- Born: 1806/7
- Died: 23 June 1853 Brighton
- Occupations: Physician, surgeon and medical writer

= James Hunter Lane =

Scottish physician, surgeon and medical writer

James Hunter Lane, sometimes called Hunter Lane, (1806/7 – 23 June 1853) was a Scottish physician, surgeon and medical writer.

==Biography==
Lane was admitted a licentiate of the Royal College of Surgeons, Edinburgh, in 1829, and graduated M.D. at Edinburgh University in 1830. He was honorary physician to the Cholera Hospital, Liverpool, during 1831-2, and physician to the Lock Hospital of the Infirmary there in 1833. In 1834 he collaborated with James Manby Gully in a translation of ‘A Systematic Treatise on Comptarative Physiology,' by Professor Frederic Tiedemann of Heidelberg, 2vols. 8vo.
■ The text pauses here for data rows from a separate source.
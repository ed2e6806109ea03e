//! Lock, mutate, publish and consume through the in-memory backends

use ctibus_core::models::{Actor, SseEvent, StreamEvent, WireEvent};
use ctibus_core::service::{EventBuilder, JsonConverter, LockManager, StixConverter};
use ctibus_core::store::{EventLog, KeyValueStore, LockStore, MemoryLog, MemoryStore};
use ctibus_core::{Config, Error, StoreContext};
use ctibus_stream::{StreamBatch, StreamOptions, StreamProcessor, StreamProducer};
use serde_json::{json, Value};
use std::sync::Arc;
use std::time::Duration;
use tokio::sync::mpsc;

fn context() -> (StoreContext, MemoryLog) {
    let mut config = Config::default();
    config.redis.url = String::new();
    config.concurrency.retry_count = 3;
    config.concurrency.retry_delay_ms = 20;
    config.concurrency.retry_jitter_ms = 5;

    let store = Arc::new(MemoryStore::new());
    let log = MemoryLog::new();
    let ctx = StoreContext::with_stores(
        &config,
        Arc::clone(&store) as Arc<dyn KeyValueStore>,
        Arc::new(log.clone()) as Arc<dyn EventLog>,
        vec![store as Arc<dyn LockStore>],
    );
    (ctx, log)
}

fn options() -> StreamOptions {
    let mut options = StreamOptions::default();
    options.block = Duration::from_millis(50);
    options.reconnect_delay = Duration::from_millis(10);
    options
}

fn report(name: &str) -> Value {
    json!({
        "id": "report-7",
        "entity_type": "Report",
        "name": name,
        "modified": "2024-01-01T00:00:00.000Z",
        "i_internal_score": 12
    })
}

async fn collect(rx: &mut mpsc::Receiver<StreamBatch>, expected: usize) -> Vec<SseEvent> {
    let mut events = Vec::new();
    while events.len() < expected {
        let batch = tokio::time::timeout(Duration::from_secs(5), rx.recv())
            .await
            .expect("batch in time")
            .expect("processor alive");
        events.extend(batch.events);
    }
    events
}

#[tokio::test]
async fn test_update_is_published_and_reversible() {
    let (ctx, _) = context();
    let locks = LockManager::new(&ctx);
    let producer = StreamProducer::new(&ctx);
    let builder = EventBuilder::default();
    let actor = Actor::new("user-1", "analyst@example.com");

    let (tx, mut rx) = mpsc::channel::<StreamBatch>(8);
    let processor = StreamProcessor::new(&ctx, "e2e", Arc::new(tx), options());
    processor.start(None).await.unwrap();

    let before = report("APT report");
    let after = report("APT29 report");
    let lock = locks.lock(&["report-7"]).await.unwrap();
    let event = builder
        .update_event(&actor, &before, &after, "replaces `APT report` in `name`", None)
        .unwrap()
        .unwrap();
    let id = producer.append(&event).await.unwrap();
    lock.unlock().await;

    let events = collect(&mut rx, 1).await;
    assert_eq!(events[0].id, id);
    assert_eq!(events[0].event, "update");

    let wire: WireEvent = serde_json::from_value(events[0].data.clone()).unwrap();
    let received = StreamEvent::try_from(wire).unwrap();
    assert_eq!(received.data["name"], "APT29 report");
    assert!(received.data.get("i_internal_score").is_none());

    let mut restored = received.data.clone();
    json_patch::patch(&mut restored, received.reverse_patch().unwrap()).unwrap();
    assert_eq!(restored, JsonConverter::new().convert(&before));

    // Idle reads still reach the handler, but carry no further events
    let quiet = tokio::time::Instant::now() + Duration::from_millis(200);
    while let Ok(Some(batch)) = tokio::time::timeout_at(quiet, rx.recv()).await {
        assert!(batch.events.is_empty(), "unexpected event: {:?}", batch.events);
    }

    drop(rx);
    processor.shutdown().await;
}

#[tokio::test(start_paused = true)]
async fn test_contended_lock_times_out() {
    let (ctx, _) = context();
    let locks = LockManager::new(&ctx);

    let held = locks.lock(&["report-7"]).await.unwrap();
    let options = locks.default_options().with_retry_count(3);
    let err = locks.acquire(&["report-7"], options).await.unwrap_err();
    match err {
        Error::LockTimeout { resources, attempts } => {
            assert_eq!(resources, vec!["report-7".to_string()]);
            assert_eq!(attempts, 4);
        }
        other => panic!("unexpected error: {other}"),
    }
    held.unlock().await;
    locks.lock(&["report-7"]).await.unwrap().unlock().await;
}

#[tokio::test]
async fn test_live_start_skips_history() {
    let (ctx, _) = context();
    let producer = StreamProducer::new(&ctx);
    let builder = EventBuilder::default();
    let actor = Actor::new("user-1", "analyst@example.com");

    let old = builder
        .create_event(&actor, &report("old"), "creates a Report `old`")
        .unwrap();
    producer.append(&old).await.unwrap();

    let (tx, mut rx) = mpsc::channel::<StreamBatch>(8);
    let processor = StreamProcessor::new(&ctx, "live", Arc::new(tx), options());
    processor.start(Some("live")).await.unwrap();

    let new = builder
        .create_event(&actor, &report("new"), "creates a Report `new`")
        .unwrap();
    let new_id = producer.append(&new).await.unwrap();

    let events = collect(&mut rx, 1).await;
    assert_eq!(events.len(), 1);
    assert_eq!(events[0].id, new_id);
    drop(rx);
    processor.shutdown().await;
}

#[tokio::test]
async fn test_replay_survives_reconnect() {
    let (ctx, log) = context();
    let producer = StreamProducer::new(&ctx);
    let builder = EventBuilder::default();
    let actor = Actor::new("user-1", "analyst@example.com");

    let mut ids = Vec::new();
    for i in 0..5 {
        let event = builder
            .create_event(&actor, &report(&format!("r{i}")), "creates")
            .unwrap();
        ids.push(producer.append(&event).await.unwrap());
    }

    log.fail_next_reads(2);
    let (tx, mut rx) = mpsc::channel::<StreamBatch>(8);
    let processor = StreamProcessor::new(&ctx, "replay", Arc::new(tx), options());
    processor.start(Some("0-0")).await.unwrap();

    let events = collect(&mut rx, 5).await;
    let received: Vec<String> = events.into_iter().map(|e| e.id).collect();
    assert_eq!(received, ids);
    assert!(processor.running());

    drop(rx);
    processor.shutdown().await;
    assert!(!processor.running());
}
In 1840 he was appointed senior physician of the Lancaster Infirmary, and in the same year brought out his ‘Compendium of Materia Medica and Pharmacy, adapted to the London Pharmacopœia, embodying all the new French, American, and Indian Medicines, an also comprising a summary of Practical Toxicology,' a work of considerable value in its day. He was shortly afterwards elected president of the Royal Medical Society of Edinburgh. For the last few years of his life Lane resided at 58 Brook Street, Grosvenor Square, and had an excellent London practice. He died at Brighton on 23 June 1853.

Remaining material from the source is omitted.